Adiós, Madiba.
Hoy el mundo llora su muerte, los políticos se deshacen en halagos, ¡hasta la bandera de la Casa Blanca ondea a media hasta! Podría darme esperanza, pero me da pena. Ojalá cada uno de los dirigentes que han expresado su pésame por tamaña pérdida, tuvieran una milésima parte de su coraje para luchar, verdaderamente, por un mundo mejor. Con distintos métodos en las distintas etapas de su vida -larguísima, intensa, en un país donde la esperanza de vida es hoy de 53 años, según UNICEF- siempre bajo unos ideales claros e inamovibles. No hay que olvidar que Mandela fue un guerrillero. Que, pese a permanecer casi tres décadas en la cárcel, nunca fue considerado un preso de conciencia.
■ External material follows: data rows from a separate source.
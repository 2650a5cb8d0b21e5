//! Configuration types for the sealwatch system

use {
    serde::{Deserialize, Serialize},
    std::{fs, path::Path},
};

use crate::errors::Result;
use crate::types::BlockNumber;

pub const DEFAULT_RPC_URL: &str = "http://localhost:8545";
pub const ENV_RPC_URL: &str = "SEALWATCH_RPC_URL";
pub const DEFAULT_POLL_INTERVAL_MS: u64 = 100;

/// How a block producer's own seal bit is treated.
///
/// The producer of a block cannot meaningfully miss the seal it is part of
/// producing, so its status is always forced to signed in per-block output.
/// Whether the accumulated counters follow the forced bit or the raw one is
/// a deployment choice.
#[derive(Debug, Clone, Copy, Default, PartialEq, Eq, Serialize, Deserialize)]
#[serde(rename_all = "snake_case")]
pub enum ProducerOverride {
    /// Force the producer to signed in per-block output only; counters
    /// follow the raw seal bit.
    #[default]
    DisplayOnly,
    /// Apply the override to the accumulated counters as well.
    Counters,
}

#[derive(Debug, Clone, Serialize, Deserialize)]
#[serde(default)]
pub struct MonitorConfig {
    pub rpc_url: String,
    pub start_block: Option<i64>,
    pub end_block: Option<BlockNumber>,
    pub poll_interval_ms: u64,
    pub signed_symbol: String,
    pub missed_symbol: String,
    pub show_addresses: bool,
    pub producer_override: ProducerOverride,
    /// Seconds between live summary log lines; zero disables them.
    pub stats_interval_secs: u64,
}

impl Default for MonitorConfig {
    fn default() -> Self {
        Self {
            rpc_url: DEFAULT_RPC_URL.to_string(),
            start_block: None,
            end_block: None,
            poll_interval_ms: DEFAULT_POLL_INTERVAL_MS,
            signed_symbol: ".".to_string(),
            missed_symbol: "X".to_string(),
            show_addresses: true,
            producer_override: ProducerOverride::default(),
            stats_interval_secs: 0,
        }
    }
}

impl MonitorConfig {
    pub fn from_file<P: AsRef<Path>>(path: P) -> Result<Self> {
        let contents = fs::read_to_string(path)?;
        Ok(serde_json::from_str::<Self>(&contents)?)
    }
}

#[cfg(test)]
mod tests {
    use super::*;

    #[test]
    fn test_defaults() {
        let config = MonitorConfig::default();
        assert_eq!(config.rpc_url, DEFAULT_RPC_URL);
        assert_eq!(config.poll_interval_ms, 100);
        assert_eq!(config.producer_override, ProducerOverride::DisplayOnly);
        assert!(config.show_addresses);
    }

    #[test]
    fn test_partial_json_fills_defaults() {
        let config: MonitorConfig =
            serde_json::from_str(r#"{"rpc_url": "http://node:8545", "start_block": -50}"#).unwrap();
        assert_eq!(config.rpc_url, "http://node:8545");
        assert_eq!(config.start_block, Some(-50));
        assert_eq!(config.missed_symbol, "X");
    }

    #[test]
    fn test_producer_override_roundtrip() {
        let json = serde_json::to_string(&ProducerOverride::Counters).unwrap();
        assert_eq!(json, r#""counters""#);
        let back: ProducerOverride = serde_json::from_str(&json).unwrap();
        assert_eq!(back, ProducerOverride::Counters);
    }
}
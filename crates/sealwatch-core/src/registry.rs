//! Epoch-scoped validator set resolution and caching

use {
    sealwatch_chain::{ChainClient, ChainError},
    sealwatch_common::types::{BlockNumber, EpochNumber, SignerId, ValidatorId},
    std::{collections::HashMap, sync::Arc},
    tracing::{debug, warn},
};

/// Immutable, insertion-ordered validator account list for one epoch.
pub type OrderedValidatorSet = Arc<Vec<ValidatorId>>;

/// Resolves and caches the ordered validator account list per epoch.
///
/// Epoch validator sets are immutable history: the first successful
/// resolution for an epoch wins and later calls never refetch. Signer to
/// account mappings are cached alongside since key rotation is rare within
/// one monitoring session.
pub struct EpochValidatorRegistry {
    epochs: HashMap<EpochNumber, OrderedValidatorSet>,
    signer_accounts: HashMap<SignerId, ValidatorId>,
    account_signers: HashMap<ValidatorId, SignerId>,
}

impl EpochValidatorRegistry {
    pub fn new() -> Self {
        Self {
            epochs: HashMap::new(),
            signer_accounts: HashMap::new(),
            account_signers: HashMap::new(),
        }
    }

    /// Ordered validator set for `epoch`, resolved via the signer set
    /// active at `at_block` on a cache miss.
    ///
    /// Account lookups that fail, or signers registered to no account,
    /// degrade to the signer's own identifier as the validator identity.
    /// They never end the scan.
    pub async fn get_validators<C: ChainClient>(
        &mut self,
        client: &C,
        epoch: EpochNumber,
        at_block: BlockNumber,
    ) -> Result<OrderedValidatorSet, ChainError> {
        if let Some(set) = self.epochs.get(&epoch) {
            return Ok(set.clone());
        }

        let signers = client.validator_signers_at(at_block).await?;
        let mut accounts = Vec::with_capacity(signers.len());
        for signer in signers {
            if let Some(known) = self.signer_accounts.get(&signer) {
                accounts.push(known.clone());
                continue;
            }
            let account = match client.account_for_signer(&signer).await {
                Ok(Some(account)) => account,
                Ok(None) => {
                    debug!("signer {} has no registered account, using signer as identity", signer);
                    signer.as_validator_id()
                }
                Err(e) => {
                    warn!("account lookup for signer {} failed, using signer as identity: {}", signer, e);
                    signer.as_validator_id()
                }
            };
            self.signer_accounts.insert(signer.clone(), account.clone());
            self.account_signers.insert(account.clone(), signer);
            accounts.push(account);
        }

        let set: OrderedValidatorSet = Arc::new(accounts);
        debug!("resolved {} validators for epoch {}", set.len(), epoch);
        self.epochs.insert(epoch, set.clone());
        Ok(set)
    }

    pub fn account_of_signer(&self, signer: &SignerId) -> Option<&ValidatorId> {
        self.signer_accounts.get(signer)
    }

    pub fn signer_of_account(&self, account: &ValidatorId) -> Option<&SignerId> {
        self.account_signers.get(account)
    }

    /// Snapshot of the account-to-signer mapping discovered so far.
    pub fn known_signers(&self) -> HashMap<ValidatorId, SignerId> {
        self.account_signers.clone()
    }
}

impl Default for EpochValidatorRegistry {
    fn default() -> Self {
        Self::new()
    }
}

#[cfg(test)]
mod tests {
    use super::*;
    use sealwatch_chain::ScriptedChain;

    fn chain_with_epoch_zero() -> ScriptedChain {
        let chain = ScriptedChain::new(10);
        chain.set_signers(0, &["signer_a", "signer_b", "signer_c"]);
        chain.map_signer("signer_a", "account_a");
        chain.map_signer("signer_b", "account_b");
        chain
    }

    #[tokio::test]
    async fn test_resolution_preserves_signer_order() {
        let chain = chain_with_epoch_zero();
        let mut registry = EpochValidatorRegistry::new();

        let set = registry.get_validators(&chain, 0, 5).await.unwrap();
        assert_eq!(
            *set,
            vec![
                ValidatorId::from("account_a"),
                ValidatorId::from("account_b"),
                // signer_c has no account and falls back to itself
                ValidatorId::from("signer_c"),
            ]
        );
        assert_eq!(
            registry.signer_of_account(&ValidatorId::from("account_a")),
            Some(&SignerId::from("signer_a"))
        );
    }

    #[tokio::test]
    async fn test_second_call_hits_cache() {
        let chain = chain_with_epoch_zero();
        let mut registry = EpochValidatorRegistry::new();

        let first = registry.get_validators(&chain, 0, 5).await.unwrap();
        let second = registry.get_validators(&chain, 0, 9).await.unwrap();

        assert!(Arc::ptr_eq(&first, &second));
        assert_eq!(chain.signer_set_fetches(), 1);
    }

    #[tokio::test]
    async fn test_lookup_failure_degrades_to_identity() {
        let chain = chain_with_epoch_zero();
        chain.fail_account_lookups(true);
        let mut registry = EpochValidatorRegistry::new();

        let set = registry.get_validators(&chain, 0, 5).await.unwrap();
        assert_eq!(
            *set,
            vec![
                ValidatorId::from("signer_a"),
                ValidatorId::from("signer_b"),
                ValidatorId::from("signer_c"),
            ]
        );
    }

    #[tokio::test]
    async fn test_distinct_epochs_fetch_separately() {
        let chain = chain_with_epoch_zero();
        chain.set_signers(1, &["signer_a", "signer_b"]);
        let mut registry = EpochValidatorRegistry::new();

        let epoch0 = registry.get_validators(&chain, 0, 5).await.unwrap();
        let epoch1 = registry.get_validators(&chain, 1, 15).await.unwrap();

        assert_eq!(epoch0.len(), 3);
        assert_eq!(epoch1.len(), 2);
        assert_eq!(chain.signer_set_fetches(), 2);
    }
}
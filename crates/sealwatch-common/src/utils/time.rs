pub fn format_timestamp(timestamp: i64) -> String {
    let datetime = chrono::DateTime::<chrono::Utc>::from_timestamp(timestamp, 0)
        .unwrap_or_default();
    datetime.format("%Y-%m-%d %H:%M:%S UTC").to_string()
}

#[cfg(test)]
mod tests {
    use super::*;

    #[test]
    fn test_format_known_timestamp() {
        assert_eq!(format_timestamp(0), "1970-01-01 00:00:00 UTC");
        assert_eq!(format_timestamp(1_700_000_000), "2023-11-14 22:13:20 UTC");
    }
}
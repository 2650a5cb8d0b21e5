//! Core scanning logic for sealwatch
//! Decodes aggregated-seal bitmaps and tracks per-validator downtime

pub mod bitmap;
pub mod cancel;
pub mod poller;
pub mod record;
pub mod registry;
pub mod tracker;

use sealwatch_chain::ChainError;
use thiserror::Error;

/// Errors that end a scan. Transient fetch failures are retried inside the
/// poller and never surface here.
#[derive(Debug, Error)]
pub enum ScanError {
    #[error("chain error while {context}: {source}")]
    Chain {
        context: String,
        #[source]
        source: ChainError,
    },

    #[error("invalid scan range: {0}")]
    Range(String),
}

pub type Result<T> = std::result::Result<T, ScanError>;

pub use cancel::CancelFlag;
pub use poller::{BlockScanPoller, PollerConfig, ScanOutcome, ScanReport, ScanState};
pub use record::BlockRecord;
pub use registry::{EpochValidatorRegistry, OrderedValidatorSet};
pub use tracker::DowntimeTracker;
Y así lo dijo en una ocasión: "No quiero ser presentado de forma que se omitan los puntos negros de mi vida". Supo perdonar, supo reconciliar, supo unir en la diversidad y adversidad. Eso le engrandece. Ojalá hubiera muchas personas así: coherentes, porque sus bellos discursos iban sincronizados con sus actos. No como todas estas figuras públicas que ahora lo definen, literalmente, como un "ejemplo a seguir" mientras hacen todo lo contrario en su día a día. Por eso el mundo no cambia, por eso África sigue siendo el continente olvidado. El mundo está enfermo de incoherencia.
Pese a que dar mis opiniones no es el objetivo de este blog, hoy hago una excepción. Porque el baobab es el símbolo de África y Madiba ha dedicado su vida a luchar por el bienestar de su continente, este baobab está de luto. Por ser luz de esperanza en este mundo incoherente, descanse en paz.